Your assignment:
The task calls for each line of the records below in which the word "super" appears.

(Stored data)

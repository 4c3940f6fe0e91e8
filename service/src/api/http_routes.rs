use axum::{
    extract::{Path, State},
    routing::{get, post},
    Json, Router,
};
use common::ids::{AccountId, PaymentId, TransactionId, UserId};
use common::money::Money;
use serde::{Deserialize, Serialize};
use utoipa::ToSchema;
use std::sync::Arc;
use txn_core::bus::EventBus;
use txn_core::context::Context;
use txn_core::events::{
    DepositRequested, DomainEvent, Envelope, FlowType, PaymentCompleted, PaymentFailed,
    PaymentProcessed, TransferRequested, WithdrawRequested,
};
use txn_core::uow::UnitOfWork;
use uuid::Uuid;

use super::error::ApiError;
use super::response::ApiResponse;

pub struct AppState {
    pub bus: EventBus,
    pub uow: Arc<dyn UnitOfWork>,
}

pub fn routes(state: Arc<AppState>) -> Router {
    Router::new()
        .route("/deposits", post(create_deposit))
        .route("/withdrawals", post(create_withdrawal))
        .route("/transfers", post(create_transfer))
        .route("/webhooks/payment/processed", post(payment_processed_webhook))
        .route("/webhooks/payment/completed", post(payment_completed_webhook))
        .route("/webhooks/payment/failed", post(payment_failed_webhook))
        .route("/transactions/{id}", get(get_transaction))
        .route("/accounts/{account_id}/transactions", get(list_account_transactions))
        .route("/users/{user_id}/transactions", get(list_user_transactions))
        .with_state(state)
}

#[derive(Serialize)]
struct AcceptedResponse {
    correlation_id: Uuid,
}

fn accepted(envelope: &Envelope) -> Json<ApiResponse<AcceptedResponse>> {
    Json(ApiResponse::success(AcceptedResponse {
        correlation_id: envelope.correlation_id.as_uuid(),
    }))
}

#[derive(Deserialize, ToSchema)]
pub struct DepositRequest {
    pub user_id: Uuid,
    pub account_id: Uuid,
    pub amount_minor: i64,
    pub currency: String,
}

/// Accepts a deposit request and drives it through the flow synchronously,
/// up to whatever point the flow naturally suspends (a currency conversion
/// round trip, or the payment provider's async callback). The transaction
/// itself is read back via `GET /transactions/{id}` once settled.
pub async fn create_deposit(
    State(state): State<Arc<AppState>>,
    Json(payload): Json<DepositRequest>,
) -> Result<Json<ApiResponse<AcceptedResponse>>, ApiError> {
    let amount = Money::from_minor(payload.amount_minor, &payload.currency)?;
    let envelope = Envelope::root(
        FlowType::Deposit,
        UserId::from_uuid(payload.user_id),
        AccountId::from_uuid(payload.account_id),
    );
    let response = accepted(&envelope);
    state
        .bus
        .emit(
            &Context::new(),
            DomainEvent::DepositRequested(DepositRequested { envelope, amount }),
        )
        .await?;
    Ok(response)
}

#[derive(Deserialize, ToSchema)]
pub struct WithdrawalRequest {
    pub user_id: Uuid,
    pub account_id: Uuid,
    pub amount_minor: i64,
    pub currency: String,
    pub bank_account_number: String,
    pub routing_number: String,
    pub description: String,
}

pub async fn create_withdrawal(
    State(state): State<Arc<AppState>>,
    Json(payload): Json<WithdrawalRequest>,
) -> Result<Json<ApiResponse<AcceptedResponse>>, ApiError> {
    let amount = Money::from_minor(payload.amount_minor, &payload.currency)?;
    let envelope = Envelope::root(
        FlowType::Withdraw,
        UserId::from_uuid(payload.user_id),
        AccountId::from_uuid(payload.account_id),
    );
    let response = accepted(&envelope);
    state
        .bus
        .emit(
            &Context::new(),
            DomainEvent::WithdrawRequested(WithdrawRequested {
                envelope,
                amount,
                bank_account_number: payload.bank_account_number,
                routing_number: payload.routing_number,
                description: payload.description,
            }),
        )
        .await?;
    Ok(response)
}

#[derive(Deserialize, ToSchema)]
pub struct TransferRequest {
    pub user_id: Uuid,
    pub from_account_id: Uuid,
    pub to_account_id: Uuid,
    pub amount_minor: i64,
    pub currency: String,
}

pub async fn create_transfer(
    State(state): State<Arc<AppState>>,
    Json(payload): Json<TransferRequest>,
) -> Result<Json<ApiResponse<AcceptedResponse>>, ApiError> {
    let amount = Money::from_minor(payload.amount_minor, &payload.currency)?;
    let from_account_id = AccountId::from_uuid(payload.from_account_id);
    let envelope = Envelope::root(FlowType::Transfer, UserId::from_uuid(payload.user_id), from_account_id);
    let response = accepted(&envelope);
    state
        .bus
        .emit(
            &Context::new(),
            DomainEvent::TransferRequested(TransferRequested {
                envelope,
                from_account_id,
                to_account_id: AccountId::from_uuid(payload.to_account_id),
                amount,
            }),
        )
        .await?;
    Ok(response)
}

/// Webhook payloads identify the transaction the callback resolves and the
/// flow it belongs to; the envelope's user/account ids are recovered from
/// the transaction row rather than trusted from the request body.
#[derive(Deserialize, ToSchema)]
pub struct PaymentWebhook {
    pub transaction_id: Uuid,
    pub payment_id: Option<Uuid>,
    pub flow: String,
    pub amount_minor: Option<i64>,
    pub currency: Option<String>,
    pub fee_minor: Option<i64>,
    pub fee_currency: Option<String>,
    pub reason: Option<String>,
}

fn parse_flow(flow: &str) -> Result<FlowType, ApiError> {
    match flow {
        "deposit" => Ok(FlowType::Deposit),
        "withdraw" => Ok(FlowType::Withdraw),
        "transfer" => Ok(FlowType::Transfer),
        other => Err(txn_core::error::CoreError::InvalidRequest(format!("unknown flow {other}")).into()),
    }
}

async fn webhook_envelope(
    state: &AppState,
    transaction_id: TransactionId,
    flow: FlowType,
) -> Result<Envelope, ApiError> {
    let outcome = std::sync::Arc::new(std::sync::Mutex::new(None));
    let outcome_inner = outcome.clone();
    state
        .uow
        .do_in_scope(Box::new(move |scope| {
            Box::pin(async move {
                let tx = scope
                    .transactions()
                    .get(transaction_id)
                    .await?
                    .ok_or_else(|| txn_core::error::CoreError::NotFound(format!("transaction {transaction_id}")))?;
                *outcome_inner.lock().unwrap() = Some((tx.user_id, tx.account_id));
                Ok(())
            })
        }))
        .await?;

    let (user_id, account_id) = outcome.lock().unwrap().take().expect("set on Ok above");
    Ok(Envelope::root(flow, user_id, account_id).with_transaction_id(transaction_id))
}

pub async fn payment_processed_webhook(
    State(state): State<Arc<AppState>>,
    Json(payload): Json<PaymentWebhook>,
) -> Result<Json<ApiResponse<&'static str>>, ApiError> {
    let transaction_id = TransactionId::from_uuid(payload.transaction_id);
    let flow = parse_flow(&payload.flow)?;
    let envelope = webhook_envelope(&state, transaction_id, flow).await?;
    let payment_id = payload.payment_id.map(PaymentId::from_uuid);
    let amount = match (payload.amount_minor, payload.currency) {
        (Some(minor), Some(currency)) => Some(Money::from_minor(minor, &currency)?),
        _ => None,
    };

    state
        .bus
        .emit(
            &Context::new(),
            DomainEvent::PaymentProcessed(PaymentProcessed {
                envelope,
                payment_id,
                amount,
            }),
        )
        .await?;
    Ok(Json(ApiResponse::success("accepted")))
}

pub async fn payment_completed_webhook(
    State(state): State<Arc<AppState>>,
    Json(payload): Json<PaymentWebhook>,
) -> Result<Json<ApiResponse<&'static str>>, ApiError> {
    let transaction_id = TransactionId::from_uuid(payload.transaction_id);
    let flow = parse_flow(&payload.flow)?;
    let envelope = webhook_envelope(&state, transaction_id, flow).await?;
    let payment_id = payload.payment_id.map(PaymentId::from_uuid);
    let amount_minor = payload
        .amount_minor
        .ok_or_else(|| txn_core::error::CoreError::InvalidRequest("amount_minor required".to_string()))?;
    let currency = payload
        .currency
        .ok_or_else(|| txn_core::error::CoreError::InvalidRequest("currency required".to_string()))?;
    let amount = Money::from_minor(amount_minor, &currency)?;
    let fee = match (payload.fee_minor, payload.fee_currency) {
        (Some(minor), Some(currency)) => Some(Money::from_minor(minor, &currency)?),
        _ => None,
    };

    state
        .bus
        .emit(
            &Context::new(),
            DomainEvent::PaymentCompleted(PaymentCompleted {
                envelope,
                payment_id,
                amount,
                fee,
            }),
        )
        .await?;
    Ok(Json(ApiResponse::success("accepted")))
}

pub async fn payment_failed_webhook(
    State(state): State<Arc<AppState>>,
    Json(payload): Json<PaymentWebhook>,
) -> Result<Json<ApiResponse<&'static str>>, ApiError> {
    let transaction_id = TransactionId::from_uuid(payload.transaction_id);
    let flow = parse_flow(&payload.flow)?;
    let envelope = webhook_envelope(&state, transaction_id, flow).await?;
    let payment_id = payload.payment_id.map(PaymentId::from_uuid);
    let reason = payload.reason.unwrap_or_else(|| "payment provider reported failure".to_string());

    state
        .bus
        .emit(
            &Context::new(),
            DomainEvent::PaymentFailed(PaymentFailed {
                envelope,
                payment_id,
                reason,
            }),
        )
        .await?;
    Ok(Json(ApiResponse::success("accepted")))
}

pub async fn get_transaction(
    State(state): State<Arc<AppState>>,
    Path(id): Path<Uuid>,
) -> Result<Json<ApiResponse<txn_core::entities::Transaction>>, ApiError> {
    let transaction_id = TransactionId::from_uuid(id);
    let outcome = std::sync::Arc::new(std::sync::Mutex::new(None));
    let outcome_inner = outcome.clone();
    state
        .uow
        .do_in_scope(Box::new(move |scope| {
            Box::pin(async move {
                let tx = scope
                    .transactions()
                    .get(transaction_id)
                    .await?
                    .ok_or_else(|| txn_core::error::CoreError::NotFound(format!("transaction {transaction_id}")))?;
                *outcome_inner.lock().unwrap() = Some(tx);
                Ok(())
            })
        }))
        .await?;
    let tx = outcome.lock().unwrap().take().expect("set on Ok above");
    Ok(Json(ApiResponse::success(tx)))
}

pub async fn list_account_transactions(
    State(state): State<Arc<AppState>>,
    Path(account_id): Path<Uuid>,
) -> Result<Json<ApiResponse<Vec<txn_core::entities::Transaction>>>, ApiError> {
    let account_id = AccountId::from_uuid(account_id);
    let outcome = std::sync::Arc::new(std::sync::Mutex::new(None));
    let outcome_inner = outcome.clone();
    state
        .uow
        .do_in_scope(Box::new(move |scope| {
            Box::pin(async move {
                let txs = scope.transactions().list_by_account(account_id).await?;
                *outcome_inner.lock().unwrap() = Some(txs);
                Ok(())
            })
        }))
        .await?;
    let txs = outcome.lock().unwrap().take().expect("set on Ok above");
    Ok(Json(ApiResponse::success(txs)))
}

pub async fn list_user_transactions(
    State(state): State<Arc<AppState>>,
    Path(user_id): Path<Uuid>,
) -> Result<Json<ApiResponse<Vec<txn_core::entities::Transaction>>>, ApiError> {
    let user_id = UserId::from_uuid(user_id);
    let outcome = std::sync::Arc::new(std::sync::Mutex::new(None));
    let outcome_inner = outcome.clone();
    state
        .uow
        .do_in_scope(Box::new(move |scope| {
            Box::pin(async move {
                let txs = scope.transactions().list_by_user(user_id).await?;
                *outcome_inner.lock().unwrap() = Some(txs);
                Ok(())
            })
        }))
        .await?;
    let txs = outcome.lock().unwrap().take().expect("set on Ok above");
    Ok(Json(ApiResponse::success(txs)))
}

Response area:
use super::error::ApiError;
use super::response::ApiResponse;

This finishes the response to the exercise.